»»
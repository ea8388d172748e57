//! Per-slice authenticated encryption.
//!
//! Every slice is sealed into a binary payload record with
//! encrypt-then-MAC over HMAC-SHA256:
//!
//! ```text
//! profile (1) | flags (1) | ciphertext length (u16, BE) | ciphertext | mac (8)
//! ```
//!
//! # Security Features
//!
//! - **File-bound keys**: encryption and MAC keys are derived from the
//!   pre-shared key, the file id and the publish version
//! - **Bound metadata**: the MAC covers slice index, slice count and
//!   compressed size, so a record cannot be replayed under another slot
//! - **Verify-then-decrypt**: ciphertext is never decrypted before its MAC
//!   is checked in constant time
//! - **Deterministic**: identical inputs always produce an identical record

#![forbid(unsafe_code)]

use subtle::ConstantTimeEq;

use crate::{
    error::PayloadError,
    wire::{
        base32_decode, base32_encode, hmac_sha256, split_labels, ENC_KEY_LABEL,
        ENC_STREAM_LABEL, MAC_KEY_LABEL, MAC_MESSAGE_LABEL, PAYLOAD_FLAGS_V1,
        PAYLOAD_MAC_TRUNC_LEN, PAYLOAD_PROFILE_V1,
    },
};

/// Profile, flags and length bytes in front of the ciphertext.
const RECORD_HEADER_LEN: usize = 4;

/// Seals and opens the slices of one published file.
///
/// # Example
///
/// ```
/// use dnslice_lib::payload::{parse_record, SliceCipher};
///
/// let cipher = SliceCipher::new("s3cr3t", "0123456789abcdef", "version", 2, 10);
/// let record = cipher.seal(1, b"hello").unwrap();
/// let parsed = parse_record(&record).unwrap();
/// assert_eq!(cipher.open(1, &parsed).unwrap(), b"hello");
/// ```
#[derive(Clone)]
pub struct SliceCipher {
    enc_key: [u8; 32],
    mac_key: [u8; 32],
    file_id: String,
    publish_version: String,
    total_slices: usize,
    compressed_size: usize,
}

impl std::fmt::Debug for SliceCipher {
    fn fmt(&self, f: &mut std::fmt::Formatter<'_>) -> std::fmt::Result {
        f.debug_struct("SliceCipher")
            .field("keys", &"[REDACTED]")
            .field("file_id", &self.file_id)
            .field("publish_version", &self.publish_version)
            .field("total_slices", &self.total_slices)
            .field("compressed_size", &self.compressed_size)
            .finish()
    }
}

/// A parsed payload record borrowing from the decoded bytes.
#[derive(Debug, Clone, Copy, PartialEq, Eq)]
pub struct PayloadRecord<'a> {
    pub ciphertext: &'a [u8],
    pub mac: &'a [u8],
}

impl SliceCipher {
    #[must_use]
    pub fn new(
        psk: &str,
        file_id: &str,
        publish_version: &str,
        total_slices: usize,
        compressed_size: usize,
    ) -> Self {
        let derive = |label: &[u8]| {
            hmac_sha256(
                psk.as_bytes(),
                &[
                    label,
                    file_id.as_bytes(),
                    b"|".as_slice(),
                    publish_version.as_bytes(),
                ],
            )
        };
        let enc_key = derive(ENC_KEY_LABEL);
        let mac_key = derive(MAC_KEY_LABEL);
        Self {
            enc_key,
            mac_key,
            file_id: file_id.to_string(),
            publish_version: publish_version.to_string(),
            total_slices,
            compressed_size,
        }
    }

    fn check_index(&self, slice_index: usize) -> Result<(), PayloadError> {
        if slice_index >= self.total_slices {
            return Err(PayloadError::IndexOutOfRange {
                index: u32::try_from(slice_index).unwrap_or(u32::MAX),
                total: u32::try_from(self.total_slices).unwrap_or(u32::MAX),
            });
        }
        Ok(())
    }

    /// XORs `data` with the keystream of `slice_index`.
    fn apply_keystream(&self, slice_index: usize, data: &[u8]) -> Vec<u8> {
        let index = slice_index.to_string();
        let mut out = Vec::with_capacity(data.len());
        for (counter, chunk) in data.chunks(32).enumerate() {
            let counter = counter.to_string();
            let block = hmac_sha256(
                &self.enc_key,
                &[
                    ENC_STREAM_LABEL,
                    index.as_bytes(),
                    b"|".as_slice(),
                    counter.as_bytes(),
                ],
            );
            out.extend(chunk.iter().zip(block).map(|(byte, key)| byte ^ key));
        }
        out
    }

    fn mac(&self, slice_index: usize, ciphertext: &[u8]) -> [u8; PAYLOAD_MAC_TRUNC_LEN] {
        let index = slice_index.to_string();
        let total = self.total_slices.to_string();
        let size = self.compressed_size.to_string();
        let sep = b"|".as_slice();
        let digest = hmac_sha256(
            &self.mac_key,
            &[
                MAC_MESSAGE_LABEL,
                self.file_id.as_bytes(),
                sep,
                self.publish_version.as_bytes(),
                sep,
                index.as_bytes(),
                sep,
                total.as_bytes(),
                sep,
                size.as_bytes(),
                sep,
                ciphertext,
            ],
        );
        let mut mac = [0u8; PAYLOAD_MAC_TRUNC_LEN];
        mac.copy_from_slice(&digest[..PAYLOAD_MAC_TRUNC_LEN]);
        mac
    }

    /// Encrypts and authenticates one slice into a binary payload record.
    ///
    /// # Errors
    ///
    /// Returns an error if the slice is empty, does not fit the u16 length
    /// field, or the index is out of range.
    pub fn seal(&self, slice_index: usize, plaintext: &[u8]) -> Result<Vec<u8>, PayloadError> {
        if plaintext.is_empty() {
            return Err(PayloadError::EmptySlice);
        }
        let length = u16::try_from(plaintext.len())
            .map_err(|_| PayloadError::SliceTooLarge(plaintext.len()))?;
        self.check_index(slice_index)?;

        let ciphertext = self.apply_keystream(slice_index, plaintext);
        let mac = self.mac(slice_index, &ciphertext);

        let mut record =
            Vec::with_capacity(RECORD_HEADER_LEN + ciphertext.len() + PAYLOAD_MAC_TRUNC_LEN);
        record.push(PAYLOAD_PROFILE_V1);
        record.push(PAYLOAD_FLAGS_V1);
        record.extend_from_slice(&length.to_be_bytes());
        record.extend_from_slice(&ciphertext);
        record.extend_from_slice(&mac);
        Ok(record)
    }

    /// Seals a slice and splits its base32 text into DNS labels.
    ///
    /// # Errors
    ///
    /// Returns the same errors as [`SliceCipher::seal`].
    pub fn payload_labels(
        &self,
        slice_index: usize,
        plaintext: &[u8],
        label_cap: usize,
    ) -> Result<Vec<String>, PayloadError> {
        let record = self.seal(slice_index, plaintext)?;
        Ok(split_labels(&base32_encode(&record), label_cap))
    }

    /// Verifies a record's MAC and only then decrypts it.
    ///
    /// # Errors
    ///
    /// Returns [`PayloadError::MacMismatch`] when the record was not sealed
    /// for this file and slice, or an index error.
    pub fn open(&self, slice_index: usize, record: &PayloadRecord<'_>) -> Result<Vec<u8>, PayloadError> {
        self.check_index(slice_index)?;
        let expected = self.mac(slice_index, record.ciphertext);
        if !bool::from(expected.as_slice().ct_eq(record.mac)) {
            return Err(PayloadError::MacMismatch);
        }
        Ok(self.apply_keystream(slice_index, record.ciphertext))
    }
}

/// Splits a binary payload record into its ciphertext and MAC.
///
/// # Errors
///
/// Returns an error for a short record, an unknown profile, reserved flags,
/// a zero length field or a length that disagrees with the record size.
pub fn parse_record(bytes: &[u8]) -> Result<PayloadRecord<'_>, PayloadError> {
    if bytes.len() <= RECORD_HEADER_LEN + PAYLOAD_MAC_TRUNC_LEN {
        return Err(PayloadError::RecordTooShort(bytes.len()));
    }
    if bytes[0] != PAYLOAD_PROFILE_V1 {
        return Err(PayloadError::UnsupportedProfile(bytes[0]));
    }
    if bytes[1] != PAYLOAD_FLAGS_V1 {
        return Err(PayloadError::ReservedFlags(bytes[1]));
    }
    let cipher_len = usize::from(u16::from_be_bytes([bytes[2], bytes[3]]));
    if cipher_len == 0 {
        return Err(PayloadError::EmptySlice);
    }
    let expected = RECORD_HEADER_LEN + cipher_len + PAYLOAD_MAC_TRUNC_LEN;
    if bytes.len() != expected {
        return Err(PayloadError::LengthMismatch {
            expected,
            actual: bytes.len(),
        });
    }
    let (ciphertext, mac) = bytes[RECORD_HEADER_LEN..].split_at(cipher_len);
    Ok(PayloadRecord { ciphertext, mac })
}

/// Joins payload labels and decodes them back into record bytes.
///
/// # Errors
///
/// Returns [`PayloadError::InvalidBase32`] for malformed label text.
pub fn decode_payload_labels<S: AsRef<str>>(labels: &[S]) -> Result<Vec<u8>, PayloadError> {
    let text: String = labels.iter().map(AsRef::as_ref).collect();
    base32_decode(&text)
}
««
ACTION ITEM:
Reproducing the whole listing above is not the task. Copy exactly only the lines from the one with "fn mac(&self, slice_index: usize, ciphertext: &[u8])" to the one with "the u16 length", both kept.

WRITTEN ANSWER:
    fn mac(&self, slice_index: usize, ciphertext: &[u8]) -> [u8; PAYLOAD_MAC_TRUNC_LEN] {
        let index = slice_index.to_string();
        let total = self.total_slices.to_string();
        let size = self.compressed_size.to_string();
        let sep = b"|".as_slice();
        let digest = hmac_sha256(
            &self.mac_key,
            &[
                MAC_MESSAGE_LABEL,
                self.file_id.as_bytes(),
                sep,
                self.publish_version.as_bytes(),
                sep,
                index.as_bytes(),
                sep,
                total.as_bytes(),
                sep,
                size.as_bytes(),
                sep,
                ciphertext,
            ],
        );
        let mut mac = [0u8; PAYLOAD_MAC_TRUNC_LEN];
        mac.copy_from_slice(&digest[..PAYLOAD_MAC_TRUNC_LEN]);
        mac
    }

    /// Encrypts and authenticates one slice into a binary payload record.
    ///
    /// # Errors
    ///
    /// Returns an error if the slice is empty, does not fit the u16 length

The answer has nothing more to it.